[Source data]
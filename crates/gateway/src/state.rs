use std::sync::Arc;

use crosstalk_accounts::AccountStore;
use crosstalk_relay::{HistoryBuffer, InviteLedger};
use serde::Serialize;
use tracing::warn;

use crate::auth::AuthGate;
use crate::fanout;
use crate::registry::ConnectionRegistry;

/// Shared state handed to every session.
///
/// Everything inside is internally shared, so the whole state clones per
/// connection without copying any data.
#[derive(Clone)]
pub struct RelayState {
    pub auth: AuthGate,
    pub invites: InviteLedger,
    pub history: HistoryBuffer,
    pub registry: ConnectionRegistry,
}

impl RelayState {
    pub fn new(
        accounts: Arc<dyn AccountStore>,
        invites: InviteLedger,
        history: HistoryBuffer,
    ) -> Self {
        Self {
            auth: AuthGate::new(accounts, invites.clone()),
            invites,
            history,
            registry: ConnectionRegistry::new(),
        }
    }

    /// Fan a frame out to every live connection except `exclude_id`.
    ///
    /// Individual delivery failures are logged, never raised. Connections
    /// past the slow-client drop threshold are closed and unregistered
    /// after the pass.
    pub async fn broadcast<T: Serialize>(&self, frame: &T, exclude_id: Option<&str>) {
        let targets = self.registry.all_except(exclude_id).await;
        let report = fanout::deliver(frame, &targets);

        if !report.is_complete() {
            warn!(
                attempted = report.attempted,
                delivered = report.delivered,
                failed = report.failed.len(),
                "broadcast delivered partially"
            );
        }

        for connection_id in &report.evict {
            if let Some(connection) = targets.iter().find(|c| &c.id == connection_id) {
                connection.close();
            }
            self.registry.unregister(connection_id).await;
            warn!(connection_id = %connection_id, "evicted slow client");
        }
    }
}
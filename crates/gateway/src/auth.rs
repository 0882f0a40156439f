//! Signup and login rules applied ahead of session registration.

use std::sync::Arc;

use crosstalk_accounts::{password, AccountStore, AuthError};
use crosstalk_relay::InviteLedger;
use tracing::{info, warn};

/// Decides whether a connection may become an authenticated session.
///
/// Signup failures name their cause; login failures collapse into one
/// generic rejection so usernames cannot be probed.
#[derive(Clone)]
pub struct AuthGate {
    accounts: Arc<dyn AccountStore>,
    invites: InviteLedger,
}

impl AuthGate {
    pub fn new(accounts: Arc<dyn AccountStore>, invites: InviteLedger) -> Self {
        Self { accounts, invites }
    }

    /// Create an account and return the accepted username.
    ///
    /// The very first account is exempt from the invite requirement; every
    /// later signup must consume an unspent invite code. The code is burned
    /// before the username claim, so losing a simultaneous race for the
    /// same username costs the code.
    pub async fn signup(
        &self,
        username: &str,
        password: &str,
        invite_code: Option<&str>,
    ) -> Result<String, AuthError> {
        let username = username.trim();
        if username.is_empty() || password.is_empty() {
            return Err(AuthError::MissingCredentials);
        }

        if self.accounts.find_account(username).is_some() {
            return Err(AuthError::UsernameTaken);
        }

        if self.accounts.has_accounts() {
            let code = invite_code.map(str::trim).unwrap_or_default();
            if code.is_empty() || !self.invites.consume(code).await {
                warn!(username, "signup rejected: missing or spent invite code");
                return Err(AuthError::InviteRequired);
            }
        }

        let password_hash = password::hash_password(password)?;
        if !self.accounts.create_account(username, &password_hash) {
            return Err(AuthError::UsernameTaken);
        }

        info!(username, "account created");
        Ok(username.to_string())
    }

    /// Verify credentials and return the accepted username.
    ///
    /// Unknown usernames and wrong passwords are indistinguishable to the
    /// caller. Verification goes through Argon2, never a plain comparison.
    pub fn login(&self, username: &str, password: &str) -> Result<String, AuthError> {
        let username = username.trim();

        let Some(account) = self.accounts.find_account(username) else {
            return Err(AuthError::InvalidCredentials);
        };

        if !password::verify_password(password, &account.password_hash) {
            return Err(AuthError::InvalidCredentials);
        }

        info!(username, "login accepted");
        Ok(account.username)
    }
}
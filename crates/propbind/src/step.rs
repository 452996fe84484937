#![forbid(unsafe_code)]

//! Unit stepping for increment/decrement support.
//!
//! A property only exposes `++`/`--` when its value type knows how to move
//! one unit in either direction. Keeping this a trait bound (rather than a
//! runtime check) means types without a unit step simply never grow the
//! operations.

/// Move a value one unit forward or backward.
pub trait Step: Sized {
    fn forward(self) -> Self;
    fn backward(self) -> Self;
}

macro_rules! int_step {
    ($($t:ty),* $(,)?) => {
        $(
            impl Step for $t {
                #[inline]
                fn forward(self) -> Self {
                    self + 1
                }

                #[inline]
                fn backward(self) -> Self {
                    self - 1
                }
            }
        )*
    };
}

macro_rules! float_step {
    ($($t:ty),* $(,)?) => {
        $(
            impl Step for $t {
                #[inline]
                fn forward(self) -> Self {
                    self + 1.0
                }

                #[inline]
                fn backward(self) -> Self {
                    self - 1.0
                }
            }
        )*
    };
}

int_step!(i8, i16, i32, i64, i128, isize, u8, u16, u32, u64, u128, usize);
float_step!(f32, f64);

What is required:
Look through the records and gather each line with the word "login".

Task result:
//! Signup and login rules applied ahead of session registration.
/// Signup failures name their cause; login failures collapse into one
    pub fn login(&self, username: &str, password: &str) -> Result<String, AuthError> {
        info!(username, "login accepted");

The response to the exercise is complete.